So true. I mean, everyone would be excited all week for the ABC, NBC, or CBS Movie of the Week. It was an event. Some of them really were fantastic. Others, not so much. But, we ALL watched them and had something in common to talk about, unlike today, where no one is watching the same thing, at the same time.
@@danabaker596 Yes!!! The ABC Tuesday Night Movie of the week was awesome. It was always scary on Tuesdays. We all talked about it at school the next day.
Seeing this scene again after sooooo many years and now knowing all about the crimes, the victims the horror, this guy did a great job playing Tennant. His reaction of seeing Sharon was so genuine and real, I seriously just had tears rush to my eyes.
I remember when I saw this on TV the first time in the early 80s. I was a kid, but recall being nauseated & scared. It had an effect on me even as a nine year old, and I also thought the sound was weird too.

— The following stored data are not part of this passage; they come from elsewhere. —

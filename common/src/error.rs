//! Domain failures reported by host-inventory services.
//!
//! These travel *inside* response values. A transport sitting on top maps
//! each variant to its own failure vocabulary (status codes, exit codes);
//! nothing in this workspace performs that mapping.

use thiserror::Error;

#[derive(Debug, Error)]
pub enum ServiceError {
    /// No host enrolled under this ID.
    #[error("host {id} was not found")]
    NotFound { id: u64 },

    /// The service rejected a request parameter.
    #[error("invalid argument: {reason}")]
    InvalidArgument { reason: String },

    /// The backing store failed; the cause is opaque to callers.
    #[error("storage backend failure")]
    Storage(#[from] anyhow::Error),
}
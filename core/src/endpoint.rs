//! # Endpoint Adapters
//!
//! Lifts every [`HostService`] operation into a uniform
//! `(request) -> response` calling convention for transports to consume.
//!
//! Two rules hold for every adapter:
//! * Requests are statically typed, one struct per operation. There is no
//!   "malformed request" at this boundary; a transport that can construct
//!   the struct has already produced a well-formed call.
//! * Service failures are part of the response value. An adapter never
//!   panics on a domain error and never signals failure out-of-band, so a
//!   transport can match on `response.err()` the same way for every
//!   operation.

use std::time::SystemTime;

use fleetr_common::error::ServiceError;
use fleetr_common::options::ListOptions;
use fleetr_common::summary::HostSummary;

use crate::service::HostService;
use crate::view::{HostView, build_host_view, build_host_views};

/// The per-operation adapters, bound to one service instance.
///
/// The service is held behind the contract trait, so endpoints compose with
/// any stack of decorators the embedder assembled.
pub struct HostEndpoints {
    svc: Box<dyn HostService>,
}

/*************************************************************
                        Get Host
**************************************************************/

#[derive(Debug, Clone, PartialEq, Eq)]
pub struct GetHostRequest {
    pub id: u64,
}

pub type GetHostResponse = Result<HostView, ServiceError>;

/*************************************************************
                        List Hosts
**************************************************************/

#[derive(Debug, Clone, Default, PartialEq, Eq)]
pub struct ListHostsRequest {
    pub options: ListOptions,
}

pub type ListHostsResponse = Result<Vec<HostView>, ServiceError>;

/*************************************************************
                   List Hosts Paginated
**************************************************************/

/// Kept distinct from [`ListHostsRequest`]: the two listing contracts may
/// diverge upstream even though their shapes currently coincide. The page
/// window itself travels in [`ListOptions`].
#[derive(Debug, Clone, Default, PartialEq, Eq)]
pub struct ListHostsPaginatedRequest {
    pub options: ListOptions,
}

pub type ListHostsPaginatedResponse = Result<Vec<HostView>, ServiceError>;

/*************************************************************
                      Get Host Summary
**************************************************************/

/// Summary takes no parameters; the unit request keeps the calling
/// convention uniform across operations.
#[derive(Debug, Clone, Copy, Default, PartialEq, Eq)]
pub struct GetHostSummaryRequest;

pub type GetHostSummaryResponse = Result<HostSummary, ServiceError>;

/*************************************************************
                        Delete Host
**************************************************************/

#[derive(Debug, Clone, PartialEq, Eq)]
pub struct DeleteHostRequest {
    pub id: u64,
}

pub type DeleteHostResponse = Result<(), ServiceError>;

/*************************************************************
                         Adapters
**************************************************************/

impl HostEndpoints {
    pub fn new(svc: Box<dyn HostService>) -> Self {
        Self { svc }
    }

    pub async fn get_host(&self, req: GetHostRequest) -> GetHostResponse {
        let host = self.svc.get_host(req.id).await?;
        Ok(build_host_view(host, SystemTime::now()))
    }

    pub async fn list_hosts(&self, req: ListHostsRequest) -> ListHostsResponse {
        let hosts = self.svc.list_hosts(req.options).await?;
        Ok(build_host_views(hosts, SystemTime::now()))
    }

    pub async fn list_hosts_paginated(
        &self,
        req: ListHostsPaginatedRequest,
    ) -> ListHostsPaginatedResponse {
        let hosts = self.svc.list_hosts_paginated(req.options).await?;
        Ok(build_host_views(hosts, SystemTime::now()))
    }

    pub async fn get_host_summary(&self, _req: GetHostSummaryRequest) -> GetHostSummaryResponse {
        self.svc.get_host_summary().await
    }

    pub async fn delete_host(&self, req: DeleteHostRequest) -> DeleteHostResponse {
        self.svc.delete_host(req.id).await
    }
}
//! The central **abstraction** for host-inventory operations.
//!
//! This module defines the unified contract that concrete backends, test
//! doubles, and decorators all implement. Higher-level modules depend
//! strictly on this trait rather than any concrete implementation, which is
//! what lets cross-cutting wrappers (see [`crate::logging`]) stack freely.

use async_trait::async_trait;
use fleetr_common::error::ServiceError;
use fleetr_common::host::Host;
use fleetr_common::options::ListOptions;
use fleetr_common::summary::HostSummary;

/// The host-inventory capability set.
///
/// Implementations may suspend on IO inside any operation. Cancellation is
/// the caller's business: dropping the returned future abandons the call.
///
/// Domain-level failures (unknown ID, rejected parameter, storage trouble)
/// are always reported through [`ServiceError`], never by panicking.
#[async_trait]
pub trait HostService: Send + Sync {
    /// Lists enrolled hosts. How `options` is interpreted is up to the
    /// implementation; the returned order is the order callers will see.
    async fn list_hosts(&self, options: ListOptions) -> Result<Vec<Host>, ServiceError>;

    /// Like [`list_hosts`](Self::list_hosts), but constrained to the page
    /// window described by `options`.
    async fn list_hosts_paginated(
        &self,
        options: ListOptions,
    ) -> Result<Vec<Host>, ServiceError>;

    /// Fetches a single host by its enrollment ID.
    async fn get_host(&self, id: u64) -> Result<Host, ServiceError>;

    /// Computes fleet-wide status counts.
    async fn get_host_summary(&self) -> Result<HostSummary, ServiceError>;

    /// Removes a host from the inventory.
    async fn delete_host(&self, id: u64) -> Result<(), ServiceError>;
}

The part that got me sick to my stomach was when the Susan Atkins character was describing what they did with absolute glee. It was sick!
I'm right there with you. I was a kid too then. I believe I was 9 or 10 when I saw it. It was late at night and I was in my parents bed watching it while they were asleep. Their door to the hallway was partially opened and there was no light in the room except from the tv. I could have sworn I saw the door move. I felt like I was being watched. I was too scared to go close the door so I pulled the covers up over my head and had to listen to the movie and that terrifying music. I have never been that scared since. I believe that was the scariest movie I ever saw as a child.
I met Steve rails back and I talked to him about this movie and how good he was playing Charles Manson,I asked him what it took to prepare for a part like that and he said he went to visit Charlie in prison and he watched all his mannerisms,and his facial expressions to get them down perfect for the part and he said he would never forget that experience meeting Charles Manson!!!!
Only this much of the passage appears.